Temple visits today!!!! Today we had a 2:15 wake up call due to the fact that we had to make a 4 hour drive down to Abu Simbel which is close to Sudan. We also visited the Nubian Museum. It is official, I am sick. I have a little cold, but I refuse to miss anything. As Dr. Carr says, “You can’t come this far, and not take the last two steps.” I will take these last two steps, even if I have to crawl them.
Abu Simbel: the Temple of Ramses II is dedicated to ReHurakhte, Amon, & Ramses II himself. He built it as a warning to tribes further south, of his absolute power and a glorification of himself and his great deeds. He chose the location with such precision so that twice a year the first rays of the sun rising illuminated the Holy of Holies located in the temple.

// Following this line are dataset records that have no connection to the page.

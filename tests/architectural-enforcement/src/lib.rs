//! Architectural Enforcement Integration Tests
//!
//! Source scans that keep the arena crates honest:
//! - No sleep() calls outside tests; waiting is done on I/O or intervals
//! - No blocking file, network or HTTP I/O in async code
//! - WebSocket-only crates stay optional and behind the `websocket` feature
//!
//! The checks live under `tests/`; this library only shares the workspace
//! root with them.

use std::path::PathBuf;

/// Production source directories, relative to the workspace root
pub const PRODUCTION_DIRS: [&str; 2] = ["arena/core/src", "arena/cli/src"];

/// Absolute path of the workspace root
#[must_use]
pub fn workspace_root() -> PathBuf {
    PathBuf::from(env!("CARGO_MANIFEST_DIR")).join("../..")
}

/// Index of the first line of a file's `#[cfg(test)]` module, if any
///
/// Everything from there on is test code.
#[must_use]
pub fn test_module_start(lines: &[&str]) -> Option<usize> {
    lines.iter().position(|line| line.trim() == "#[cfg(test)]")
}
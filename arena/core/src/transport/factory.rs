//! Transport Factory
//!
//! Builds the capabilities a [`SessionController`](crate::SessionController)
//! is injected with. Streaming is present only when the crate was built with
//! the `websocket` feature and the configuration enables it; otherwise every
//! session goes straight to polling.

use std::sync::Arc;
use std::time::Duration;

use super::http::HttpEvaluationApi;
use super::polling::PollSettings;
use super::stream_adapter::DEFAULT_CLOSE_TIMEOUT;
use super::traits::{ApiError, EvaluationApi, StreamConnector};
use crate::config::ArenaConfig;

/// The transports available to one controller
#[derive(Clone)]
pub struct Transports {
    /// Socket connector; `None` when streaming is unavailable
    pub streaming: Option<Arc<dyn StreamConnector>>,
    /// REST create/fetch pair
    pub polling: Arc<dyn EvaluationApi>,
    /// Cadence and budget of the polling loop
    pub poll_settings: PollSettings,
    /// Budget placed in the config frame when a request has none
    pub default_max_tokens: u32,
    /// Longest wait for a socket close handshake
    pub close_timeout: Duration,
}

impl Transports {
    /// Polling-only transports
    #[must_use]
    pub fn polling_only(api: Arc<dyn EvaluationApi>, poll_settings: PollSettings) -> Self {
        Self {
            streaming: None,
            polling: api,
            poll_settings,
            default_max_tokens: crate::evaluation::DEFAULT_MAX_TOKENS,
            close_timeout: DEFAULT_CLOSE_TIMEOUT,
        }
    }

    /// Add a streaming connector
    #[must_use]
    pub fn with_streaming(mut self, connector: Arc<dyn StreamConnector>) -> Self {
        self.streaming = Some(connector);
        self
    }

    /// Override the default token budget
    #[must_use]
    pub fn with_default_max_tokens(mut self, max_tokens: u32) -> Self {
        self.default_max_tokens = max_tokens;
        self
    }

    /// Override how long a socket close may take
    #[must_use]
    pub fn with_close_timeout(mut self, close_timeout: Duration) -> Self {
        self.close_timeout = close_timeout;
        self
    }

    /// Whether sessions will try the socket first
    #[must_use]
    pub fn streaming_available(&self) -> bool {
        self.streaming.is_some()
    }
}

/// Build the network transports described by `config`
///
/// # Errors
///
/// Returns `ApiError::Network` if the HTTP client cannot be built.
pub fn create_transports(config: &ArenaConfig) -> Result<Transports, ApiError> {
    let api = HttpEvaluationApi::from_config(config)?;
    let transports = Transports::polling_only(Arc::new(api), config.poll_settings())
        .with_default_max_tokens(config.default_max_tokens)
        .with_close_timeout(config.connect_timeout());

    match streaming_connector(config) {
        Some(connector) => Ok(transports.with_streaming(connector)),
        None => {
            tracing::info!("Streaming unavailable, sessions will poll");
            Ok(transports)
        }
    }
}

#[cfg(feature = "websocket")]
fn streaming_connector(config: &ArenaConfig) -> Option<Arc<dyn StreamConnector>> {
    config.streaming_enabled.then(|| {
        Arc::new(super::websocket::WsConnector::from_config(config)) as Arc<dyn StreamConnector>
    })
}

#[cfg(not(feature = "websocket"))]
fn streaming_connector(_config: &ArenaConfig) -> Option<Arc<dyn StreamConnector>> {
    None
}
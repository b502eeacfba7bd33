//! Arena Core - Evaluation Session Controller
//!
//! Client-side core for a multi-model Arabic LLM evaluation backend. A caller
//! submits one evaluation job; the backend runs every model concurrently and
//! scores them. This crate watches the job, surfaces each model's partial
//! output as it streams, and converges on one definitive result.
//!
//! It has no UI dependencies. Renderers (the `arena` CLI, or anything else)
//! observe [`Session`] snapshots and never mutate them.
//!
//! # Architecture
//!
//! ```text
//! ┌──────────────────────────────────────────────────────────────────┐
//! │                        Rendering layer                           │
//! │          session() / updates()            submit() / reset()     │
//! └──────────────────────────┬───────────────────────┬───────────────┘
//!                            │ Session snapshots     │ Commands
//! ┌──────────────────────────┴───────────────────────┴───────────────┐
//! │                      SessionController (actor)                   │
//! │  ┌───────────────────────────────────────────────────────────┐   │
//! │  │ SessionMachine: status, evaluation, TokenMultiplexer,     │   │
//! │  │ generation guard, one-shot streaming → polling migration  │   │
//! │  └───────────────────────────────────────────────────────────┘   │
//! └──────────────────────────┬───────────────────────────────────────┘
//!                            │ TransportEvent (stamped with Generation)
//!            ┌───────────────┴────────────────┐
//!   ┌────────┴─────────┐            ┌─────────┴─────────┐
//!   │ Streaming adapter│            │  Polling adapter  │
//!   │ WebSocket frames │            │ REST create/fetch │
//!   └──────────────────┘            └───────────────────┘
//! ```
//!
//! # Key Types
//!
//! - [`SessionController`]: submit, reset and observe one evaluation at a time
//! - [`Session`]: the canonical snapshot (status, evaluation, partial tokens)
//! - [`EvaluationRequest`] / [`Evaluation`]: what goes in, what comes back
//! - [`Transports`]: the injected streaming and polling capabilities
//! - [`ArenaConfig`]: backend URLs, polling cadence and budget
//!
//! # Quick Start
//!
//! ```ignore
//! use arena_core::{load_config, Dialect, EvalCategory, EvaluationRequest, SessionController};
//!
//! #[tokio::main]
//! async fn main() -> anyhow::Result<()> {
//!     let config = load_config().await?;
//!     let controller = SessionController::from_config(&config)?;
//!
//!     let request = EvaluationRequest::new(
//!         "اشرح مفهوم التعلم العميق",
//!         Dialect::Msa,
//!         EvalCategory::TechnicalTerminology,
//!         ["gpt-4o", "jais-30b-chat"],
//!     );
//!     request.validate()?;
//!
//!     let session = controller.submit(request).await?;
//!     println!("{}: {:?}", session.status(), session.evaluation());
//!     Ok(())
//! }
//! ```
//!
//! # Module Overview
//!
//! - [`config`]: TOML / environment / CLI configuration
//! - [`controller`]: the actor and its handle
//! - [`evaluation`]: request and result data model
//! - [`events`]: transport events and generations
//! - [`session`]: the session state machine
//! - [`streaming`]: per-model token buffers
//! - [`transport`]: WebSocket and REST adapters

#![deny(missing_docs)]
#![deny(clippy::all)]
#![warn(clippy::pedantic)]
#![allow(clippy::module_name_repetitions)]

pub mod config;
pub mod controller;
pub mod evaluation;
pub mod events;
pub mod session;
pub mod streaming;
pub mod transport;

// Re-exports for convenience
pub use config::{
    default_config_path, load_config, load_config_from_path, load_unvalidated_config_from_path,
    ArenaConfig, ArenaToml, ConfigError, ConfigOverrides, ConfigSource,
};
pub use controller::SessionController;
pub use evaluation::{
    ArabicMetrics, Dialect, EvalCategory, EvalStatus, Evaluation, EvaluationListItem,
    EvaluationRequest, HealthStatus, ModelInfo, ModelResponse, PaginatedEvaluations,
    RequestValidationError, ScoreBreakdown,
};
pub use events::{CompletionPayload, EventKind, Generation, TransportEvent, TransportKind};
pub use session::{Effect, Session, SessionError, SessionMachine, SessionStatus};
pub use streaming::{ModelStreamState, TokenMultiplexer};
pub use transport::{
    create_transports, ApiError, EvaluationApi, FrameStream, HttpEvaluationApi, ListQuery,
    PollSettings, StreamConnector, TransportError, Transports,
};
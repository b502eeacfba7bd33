//! Streaming Channel Adapter
//!
//! One socket per run: connect, send the configuration frame once, then turn
//! inbound frames into events until the job ends. The socket is closed exactly
//! once on every exit path and is never reopened.

use std::sync::Arc;
use std::time::Duration;

use super::frame::{decode_frame, ConfigFrame};
use super::lifecycle::{CancelSignal, EventSink};
use super::traits::{FrameStream, StreamConnector, TransportError};
use crate::events::EventKind;

/// Reason reported when the peer hangs up before the job ends
pub const PEER_CLOSED_REASON: &str = "connection closed before the evaluation finished";

/// Longest wait for a close handshake before the socket is abandoned
pub const DEFAULT_CLOSE_TIMEOUT: Duration = Duration::from_secs(5);

/// Socket wrapper that closes at most once
struct ScopedConnection {
    stream: Box<dyn FrameStream>,
    close_timeout: Duration,
    closed: bool,
}

impl ScopedConnection {
    fn new(stream: Box<dyn FrameStream>, close_timeout: Duration) -> Self {
        Self {
            stream,
            close_timeout,
            closed: false,
        }
    }

    /// Close the socket, giving up after `close_timeout`
    ///
    /// A peer that stops reading can stall the close flush forever; the
    /// stream is dropped in that case.
    async fn close(&mut self) {
        if self.closed {
            return;
        }
        self.closed = true;
        match tokio::time::timeout(self.close_timeout, self.stream.close()).await {
            Ok(Ok(())) => {}
            Ok(Err(e)) => tracing::debug!(error = %e, "Error while closing evaluation socket"),
            Err(_) => tracing::warn!(
                timeout_ms = u64::try_from(self.close_timeout.as_millis()).unwrap_or(u64::MAX),
                "Evaluation socket did not close in time, dropping it"
            ),
        }
    }
}

/// How a connected session ended
enum StreamExit {
    /// Cancelled from outside; nothing more to report
    Cancelled,
    /// Terminal event to post after the socket is closed
    Terminal(EventKind),
}

/// Run the streaming adapter to completion
///
/// Emits `TransportFailure` when the socket cannot be opened or breaks before
/// the job ends, so the controller can migrate to polling.
pub async fn run_stream(
    connector: Arc<dyn StreamConnector>,
    config: ConfigFrame,
    close_timeout: Duration,
    mut sink: EventSink,
) {
    let generation = sink.generation();
    let mut cancel = sink.cancel_signal();

    let connected = tokio::select! {
        biased;
        () = cancel.cancelled() => {
            tracing::debug!(%generation, "Cancelled while connecting");
            return;
        }
        result = connector.connect() => result,
    };

    let stream = match connected {
        Ok(stream) => stream,
        Err(e) => {
            tracing::warn!(%generation, error = %e, "Could not open evaluation socket");
            sink.emit(EventKind::TransportFailure {
                reason: e.to_string(),
            })
            .await;
            return;
        }
    };

    let mut connection = ScopedConnection::new(stream, close_timeout);
    let exit = drive(&mut connection, &config, &mut sink, &mut cancel).await;
    connection.close().await;

    match exit {
        StreamExit::Cancelled => tracing::debug!(%generation, "Stream cancelled"),
        StreamExit::Terminal(kind) => {
            tracing::debug!(%generation, event = kind.name(), "Stream finished");
            sink.emit(kind).await;
        }
    }
}

async fn drive(
    connection: &mut ScopedConnection,
    config: &ConfigFrame,
    sink: &mut EventSink,
    cancel: &mut CancelSignal,
) -> StreamExit {
    let text = match config.encode() {
        Ok(text) => text,
        Err(e) => return transport_failure(&e),
    };

    let sent = tokio::select! {
        biased;
        () = cancel.cancelled() => return StreamExit::Cancelled,
        sent = connection.stream.send_text(text) => sent,
    };
    if let Err(e) = sent {
        return transport_failure(&e);
    }

    loop {
        let next = tokio::select! {
            biased;
            () = cancel.cancelled() => return StreamExit::Cancelled,
            next = connection.stream.next_text() => next,
        };

        let text = match next {
            Some(Ok(text)) => text,
            Some(Err(e)) => return transport_failure(&e),
            None => {
                return StreamExit::Terminal(EventKind::TransportFailure {
                    reason: PEER_CLOSED_REASON.to_string(),
                })
            }
        };

        let Some(kind) = decode_frame(&text) else {
            continue;
        };
        if kind.ends_transport() {
            return StreamExit::Terminal(kind);
        }
        if !sink.emit(kind).await {
            return StreamExit::Cancelled;
        }
    }
}

fn transport_failure(error: &TransportError) -> StreamExit {
    tracing::warn!(error = %error, "Evaluation socket failed");
    StreamExit::Terminal(EventKind::TransportFailure {
        reason: error.to_string(),
    })
}

#[cfg(test)]
mod tests {
    use super::*;
    use crate::evaluation::{Dialect, EvalCategory, EvaluationRequest};
    use crate::events::{Generation, TransportEvent, TransportKind};
    use crate::transport::lifecycle::cancel_pair;
    use async_trait::async_trait;
    use pretty_assertions::assert_eq;
    use std::collections::VecDeque;
    use std::sync::Mutex;
    use tokio::sync::mpsc;

    #[derive(Default)]
    struct Log {
        sent: Vec<String>,
        closes: u32,
    }

    struct FakeStream {
        frames: VecDeque<Result<String, TransportError>>,
        log: Arc<Mutex<Log>>,
        hang_when_empty: bool,
        stall_close: bool,
    }

    #[async_trait]
    impl FrameStream for FakeStream {
        async fn send_text(&mut self, text: String) -> Result<(), TransportError> {
            self.log.lock().unwrap().sent.push(text);
            Ok(())
        }

        async fn next_text(&mut self) -> Option<Result<String, TransportError>> {
            match self.frames.pop_front() {
                Some(frame) => Some(frame),
                None if self.hang_when_empty => std::future::pending().await,
                None => None,
            }
        }

        async fn close(&mut self) -> Result<(), TransportError> {
            self.log.lock().unwrap().closes += 1;
            if self.stall_close {
                std::future::pending::<()>().await;
            }
            Ok(())
        }
    }

    struct FakeConnector {
        frames: Mutex<Option<Vec<Result<String, TransportError>>>>,
        log: Arc<Mutex<Log>>,
        hang_when_empty: bool,
        stall_close: bool,
    }

    impl FakeConnector {
        fn new(frames: Vec<&str>) -> (Arc<Self>, Arc<Mutex<Log>>) {
            let log = Arc::new(Mutex::new(Log::default()));
            let connector = Arc::new(Self {
                frames: Mutex::new(Some(frames.into_iter().map(|f| Ok(f.to_string())).collect())),
                log: Arc::clone(&log),
                hang_when_empty: false,
                stall_close: false,
            });
            (connector, log)
        }

        fn refusing() -> Arc<Self> {
            Arc::new(Self {
                frames: Mutex::new(None),
                log: Arc::new(Mutex::new(Log::default())),
                hang_when_empty: false,
                stall_close: false,
            })
        }
    }

    #[async_trait]
    impl StreamConnector for FakeConnector {
        async fn connect(&self) -> Result<Box<dyn FrameStream>, TransportError> {
            let frames = self
                .frames
                .lock()
                .unwrap()
                .take()
                .ok_or_else(|| TransportError::ConnectionFailed("refused".into()))?;
            Ok(Box::new(FakeStream {
                frames: frames.into(),
                log: Arc::clone(&self.log),
                hang_when_empty: self.hang_when_empty,
                stall_close: self.stall_close,
            }))
        }
    }

    fn config() -> ConfigFrame {
        let request = EvaluationRequest::new(
            "prompt text here",
            Dialect::Msa,
            EvalCategory::Reasoning,
            ["a", "b"],
        )
        .with_max_tokens(512);
        ConfigFrame::from_request(&request, 1024)
    }

    async fn collect(mut rx: mpsc::Receiver<TransportEvent>) -> Vec<EventKind> {
        let mut events = Vec::new();
        while let Some(event) = rx.recv().await {
            events.push(event.kind);
        }
        events
    }

    fn streaming_sink(tx: mpsc::Sender<TransportEvent>) -> (tokio::sync::watch::Sender<bool>, EventSink) {
        let (cancel, signal) = cancel_pair();
        (
            cancel,
            EventSink::new(Generation::INITIAL, TransportKind::Streaming, tx, signal),
        )
    }

    #[tokio::test]
    async fn test_happy_path_sends_config_once_and_closes_once() {
        let (connector, log) = FakeConnector::new(vec![
            r#"{"type":"evaluation_start","evaluation_id":"e1"}"#,
            r#"{"type":"token","model_id":"a","token":"he"}"#,
            "garbage",
            r#"{"type":"token","model_id":"a","token":"llo"}"#,
            r#"{"type":"evaluation_complete","evaluation_id":"e1"}"#,
            r#"{"type":"token","model_id":"a","token":"late"}"#,
        ]);
        let (tx, rx) = mpsc::channel(16);
        let (_cancel, sink) = streaming_sink(tx);

        run_stream(connector, config(), DEFAULT_CLOSE_TIMEOUT, sink).await;
        let events = collect(rx).await;

        let names: Vec<_> = events.iter().map(EventKind::name).collect();
        assert_eq!(names, vec!["started", "token", "token", "completed"]);

        let log = log.lock().unwrap();
        assert_eq!(log.sent.len(), 1);
        let sent: serde_json::Value = serde_json::from_str(&log.sent[0]).unwrap();
        assert_eq!(sent["max_tokens"], 512);
        assert_eq!(log.closes, 1);
    }

    #[tokio::test]
    async fn test_connect_failure_reports_transport_failure() {
        let (tx, rx) = mpsc::channel(4);
        let (_cancel, sink) = streaming_sink(tx);

        run_stream(FakeConnector::refusing(), config(), DEFAULT_CLOSE_TIMEOUT, sink).await;

        let events = collect(rx).await;
        assert_eq!(
            events,
            vec![EventKind::TransportFailure {
                reason: "Connection failed: refused".into()
            }]
        );
    }

    #[tokio::test]
    async fn test_peer_close_is_transport_failure() {
        let (connector, log) =
            FakeConnector::new(vec![r#"{"type":"evaluation_start","evaluation_id":"e1"}"#]);
        let (tx, rx) = mpsc::channel(4);
        let (_cancel, sink) = streaming_sink(tx);

        run_stream(connector, config(), DEFAULT_CLOSE_TIMEOUT, sink).await;

        let events = collect(rx).await;
        assert_eq!(
            events.last(),
            Some(&EventKind::TransportFailure {
                reason: PEER_CLOSED_REASON.into()
            })
        );
        assert_eq!(log.lock().unwrap().closes, 1);
    }

    #[tokio::test]
    async fn test_application_error_ends_stream() {
        let (connector, log) = FakeConnector::new(vec![
            r#"{"type":"error","message":"Prompt is required."}"#,
            r#"{"type":"token","model_id":"a","token":"x"}"#,
        ]);
        let (tx, rx) = mpsc::channel(4);
        let (_cancel, sink) = streaming_sink(tx);

        run_stream(connector, config(), DEFAULT_CLOSE_TIMEOUT, sink).await;

        assert_eq!(
            collect(rx).await,
            vec![EventKind::Failed {
                message: "Prompt is required.".into()
            }]
        );
        assert_eq!(log.lock().unwrap().closes, 1);
    }

    #[tokio::test]
    async fn test_cancel_closes_without_terminal_event() {
        let log = Arc::new(Mutex::new(Log::default()));
        let connector = Arc::new(FakeConnector {
            frames: Mutex::new(Some(vec![Ok(
                r#"{"type":"evaluation_start","evaluation_id":"e1"}"#.to_string(),
            )])),
            log: Arc::clone(&log),
            hang_when_empty: true,
            stall_close: false,
        });
        let (tx, mut rx) = mpsc::channel(4);
        let (cancel, sink) = streaming_sink(tx);

        let task = tokio::spawn(run_stream(connector, config(), DEFAULT_CLOSE_TIMEOUT, sink));
        assert_eq!(rx.recv().await.unwrap().kind.name(), "started");

        cancel.send_replace(true);
        task.await.unwrap();

        assert!(rx.recv().await.is_none());
        assert_eq!(log.lock().unwrap().closes, 1);
    }

    #[tokio::test]
    async fn test_stalled_close_is_abandoned_after_timeout() {
        let log = Arc::new(Mutex::new(Log::default()));
        let connector = Arc::new(FakeConnector {
            frames: Mutex::new(Some(vec![
                Ok(r#"{"type":"evaluation_start","evaluation_id":"e1"}"#.to_string()),
                Ok(r#"{"type":"evaluation_complete","evaluation_id":"e1"}"#.to_string()),
            ])),
            log: Arc::clone(&log),
            hang_when_empty: false,
            stall_close: true,
        });
        let (tx, rx) = mpsc::channel(4);
        let (_cancel, sink) = streaming_sink(tx);

        let finished = tokio::time::timeout(
            Duration::from_secs(2),
            run_stream(connector, config(), Duration::from_millis(20), sink),
        )
        .await;

        assert!(finished.is_ok());
        let names: Vec<_> = collect(rx).await.iter().map(EventKind::name).collect();
        assert_eq!(names, vec!["started", "completed"]);
        assert_eq!(log.lock().unwrap().closes, 1);
    }
}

The days which this occurred were February 22 (his birthday) and Oct 22. After the temple was moved due to the building of the High Dam, the days are now February 21 and October 22. The two most notable features of the temple are the world's firs peace treaty which Ramses made with the Hittites located close to the bottom left hand corner of the front of the temple and the very first grafitti located on one of the massive statue's knee also in the front of the temple.
The temple of Nefertarti is located next to Abu Simbel. It was built for Ramses II’s first and favorite wife, Nefertari. The temple is dedicated to Hathor and is smaller than the great temple Ramses built for himself. Ramases' temple was extravagant and fueled the argument of the height of his arrogance. In my opinion, I do not think it was arrogance. His conceitedness was well deserved. He ruled for 67 years and was an essential and vital part of the development of ancient Egypt.
The worst part of the day was the fact that we were not allowed to take pictures and talking was also prohibited, i.e. tour guides. There was an incident where Dr. Carr was explaining some glyphs to us and someone came in, reprimanded him with a firm “No talking” and made an attempt to kick him out of the area. Furthermore, there are unnecessary areas designated for no pictures in the temples and there are people with no authority to enforce it. There are many times I have found myself restraining my thoughts from being spoken in not so many words to let them know that they have no right to impose limitations on how I choose to document the work of my ancestors. Then have even less of a right to take them from me if I do, such as they did to one of my peers. I need them to start showing respect and stop using tourism as a means for their own economic enhancement.
The environment of the Nubian Museum was less strict than that of the temples. They gave us full access to take pictures and even allowed us to touch some of the pieces. The museum highlighted Nubian culture and civilization in comparison to that of the Egyptian. In my opinion, there should be more museums like the Nubian Museum.